Having recognized that there is something wrong going on here that would hide the truth in a forum evidently established to enshrine the truth, I have made it my duty to correct this misinformation and request your kind permission to reconsider the cancellation of the program scheduled for September 22, at the Colombia University Global Thought Forum. Please consider the following points on the issue:
1. Melese Zenawi is not in his second term of his premiership as stated in the introduction but has completed his second to go for the third in a matter of days. A bogus election has been conducted in May 2010 and the tyrant has declared a landmark victory of 99.6%, which is impossible to contain but when dictators say “the untrue is true” the general inclination is that there is no way out but to believe the “untrue” as “true.” Thus the world is swallowing the bitter “untrue” endorsing the dictator to a third term of premiership. Since the seizure of power by the barrel of the gun, Zenawi has been 20 years in power thus evidencing a clear characteristic of totalitarianism.
2. In the first instant of his premiership there was no contender to challenge the dictator because he imposed conditions that were not acceptable by the contending parties who refused to participate after which he dumped a large number of them in jail so that his party runs solo to maintain government power and reign in the name of democracy. One of the leaders systematically convicted and killed in jail (killed by refusing medication in time) during that time was the renowned surgeon, educator and political leader, Professor Asrat Woldeyes, President of the All Amhara People’s Organization (AAPO). Professor Asrat was a fellow of the Royal Society of London and an honorary citizen of Los Angeles County in California.

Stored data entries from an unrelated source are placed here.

use serde::Serialize;
use crate::analysis::record::SweepRecord;
use crate::config::AnalyzerConfig;
/// One sweep cycle cut out of a record.
#[derive(Clone, Debug, PartialEq, Serialize)]
pub struct Loop {
    pub index: usize,
    /// Offset of the first sample in the parent record.
    pub start: usize,
    pub voltage: Vec<f64>,
    pub current: Vec<f64>,
    #[serde(skip)]
    pub time: Option<Vec<f64>>,
}
impl Loop {
    pub fn len(&self) -> usize {
        self.voltage.len()
    }
    pub fn is_empty(&self) -> bool {
        self.voltage.is_empty()
    }
}
#[derive(Clone, Debug, PartialEq, Serialize)]
pub struct Segmentation {
    pub num_loops: usize,
    /// Zero-crossing groups minus one.
    pub estimated_loops: usize,
    /// Interior extrema of |V| divided by four.
    pub turning_point_loops: usize,
    /// Both estimates agreed and the crossing boundaries were used.
    pub valid: bool,
    /// Every split was too short and the whole record became one loop.
    pub whole_record: bool,
    #[serde(skip)]
    pub loops: Vec<Loop>,
}
impl Segmentation {
    pub fn split_v_data(&self) -> Vec<&[f64]> {
        self.loops.iter().map(|l| l.voltage.as_slice()).collect()
    }
    pub fn split_c_data(&self) -> Vec<&[f64]> {
        self.loops.iter().map(|l| l.current.as_slice()).collect()
    }
}
/// Splits a record into sweep cycles. The heuristic is approximate; every
/// per-loop statistic downstream inherits its mistakes.
#[derive(Clone, Copy, Debug)]
pub struct LoopSegmenter {
    group_gap: usize,
    min_loop_points: usize,
}
impl LoopSegmenter {
    pub fn new(group_gap: usize, min_loop_points: usize) -> Self {
        Self {
            group_gap,
            min_loop_points,
        }
    }
    pub fn from_config(config: &AnalyzerConfig) -> Self {
        Self::new(config.crossing_group_gap, config.min_loop_points)
    }
    pub fn segment(&self, record: &SweepRecord) -> Segmentation {
        let voltage = record.voltage();
        let n = voltage.len();
        if n < 4 {
            return Segmentation {
                num_loops: 1,
                estimated_loops: 1,
                turning_point_loops: 1,
                valid: true,
                whole_record: true,
                loops: vec![whole_loop(record)],
            };
        }
        let group_starts = self.crossing_group_starts(voltage);
        let estimated_loops = group_starts.len().saturating_sub(1);
        let turning_point_loops = (count_turning_points(voltage) as f64 / 4.0).round() as usize;
        let valid = estimated_loops >= 1 && estimated_loops == turning_point_loops;
        let boundaries: Vec<usize> = if valid {
            let mut b = vec![0];
            b.extend(group_starts[1..group_starts.len() - 1].iter().copied());
            b.push(n);
            b
        } else {
            let loops = turning_point_loops.max(1);
            let chunk = n / loops;
            let mut b: Vec<usize> = (0..loops).map(|k| k * chunk).collect();
            b.push(n);
            b
        };
        log::debug!(
            "segmentation: {estimated_loops} crossing loops, {turning_point_loops} turning-point loops, valid={valid}"
        );
        let mut loops: Vec<Loop> = boundaries
            .windows(2)
            .filter(|w| w[1] - w[0] >= self.min_loop_points)
            .enumerate()
            .map(|(index, w)| slice_loop(record, index, w[0], w[1]))
            .collect();
        let whole_record = loops.is_empty();
        if whole_record {
            loops.push(whole_loop(record));
        }
        Segmentation {
            num_loops: loops.len(),
            estimated_loops,
            turning_point_loops,
            valid,
            whole_record,
            loops,
        }
    }
    /// First index of every group of upward zero crossings.
    fn crossing_group_starts(&self, voltage: &[f64]) -> Vec<usize> {
        let crossings = voltage.windows(2).enumerate().filter_map(|(k, w)| {
            let upward = (w[0] <= 0.0 && w[1] > 0.0) || (w[0] < 0.0 && w[1] >= 0.0);
            upward.then_some(k)
        });
        let mut starts = Vec::new();
        let mut last: Option<usize> = None;
        for k in crossings {
            match last {
                Some(prev) if k - prev <= self.group_gap => {}
                _ => starts.push(k),
            }
            last = Some(k);
        }
        starts
    }
}
/// Interior local extrema of |V|.
fn count_turning_points(voltage: &[f64]) -> usize {
    let magnitude: Vec<f64> = voltage.iter().map(|v| v.abs()).collect();
    magnitude
        .windows(3)
        .filter(|w| (w[1] > w[0] && w[1] >= w[2]) || (w[1] < w[0] && w[1] <= w[2]))
        .count()
}
fn slice_loop(record: &SweepRecord, index: usize, start: usize, end: usize) -> Loop {
    Loop {
        index,
        start,
        voltage: record.voltage()[start..end].to_vec(),
        current: record.current()[start..end].to_vec(),
        time: record.time().map(|t| t[start..end].to_vec()),
    }
}
fn whole_loop(record: &SweepRecord) -> Loop {
    slice_loop(record, 0, 0, record.len())
}
#[cfg(test)]
pub(crate) mod tests {
    use super::*;
    use crate::analysis::record::AnalysisLevel;
    /// 0 → +amp → 0 → −amp → 0, `quarter` samples per quarter, repeated.
    pub(crate) fn triangle_sweep(amp: f64, quarter: usize, cycles: usize) -> Vec<f64> {
        let step = amp / quarter as f64;
        let mut v = vec![0.0];
        for _ in 0..cycles {
            for k in 1..=quarter {
                v.push(k as f64 * step);
            }
            for k in (0..quarter).rev() {
                v.push(k as f64 * step);
            }
            for k in 1..=quarter {
                v.push(-(k as f64) * step);
            }
            for k in (0..quarter).rev() {
                v.push(-(k as f64) * step);
            }
        }
        v
    }
    fn record(voltage: Vec<f64>) -> SweepRecord {
        let current = voltage.iter().map(|v| v * 1e-3).collect();
        SweepRecord::new(voltage, current, None, None, AnalysisLevel::Full).unwrap()
    }
    #[test]
    fn splits_repeated_cycles() {
        let seg = LoopSegmenter::new(10, 10).segment(&record(triangle_sweep(1.0, 25, 3)));
        assert!(seg.valid);
        assert_eq!(seg.estimated_loops, 3);
        assert_eq!(seg.num_loops, 3);
        let total: usize = seg.loops.iter().map(Loop::len).sum();
        assert_eq!(total, 301);
        assert_eq!(seg.split_v_data().len(), 3);
    }
    #[test]
    fn short_records_are_one_loop() {
        let seg = LoopSegmenter::new(10, 10).segment(&record(vec![0.0, 1.0, 0.0]));
        assert_eq!(seg.num_loops, 1);
        assert_eq!(seg.loops[0].len(), 3);
    }
    #[test]
    fn tiny_loops_fall_back_to_whole_record() {
        let seg = LoopSegmenter::new(10, 10).segment(&record(vec![
            0.0, 1.0, 2.0, 1.0, 0.0, -1.0, -2.0, -1.0, 0.0,
        ]));
        assert_eq!(seg.num_loops, 1);
        assert!(seg.whole_record);
        assert_eq!(seg.loops[0].len(), 9);
    }
    #[test]
    fn monotonic_ramp_is_single_loop() {
        let voltage: Vec<f64> = (0..50).map(|k| -1.0 + 2.0 * k as f64 / 49.0).collect();
        let seg = LoopSegmenter::new(10, 10).segment(&record(voltage));
        assert!(!seg.valid);
        assert_eq!(seg.num_loops, 1);
        assert_eq!(seg.loops[0].len(), 50);
    }
}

3. In his next term which was 2005 the tyrant and his party had actually lost the election because they were challenged by a powerful opposition party candidates but rigged, the election and jailed those who won the election and sentenced them to death to finally release them under a phony reprieve in exchange for accepting “guilt” of the bogus crime they were convicted for.
4. In this process the tyrant himself appeared in the TV to declare that the country was under state of emergency in which time all commands to the military goes from his office. During this state of emergency, hundreds of Ethiopians including women, school children, and the aged were massacred out of which 196 were officially acknowledged by his government to have been mowed in the streets, villages and wherever they were performing their daily routines.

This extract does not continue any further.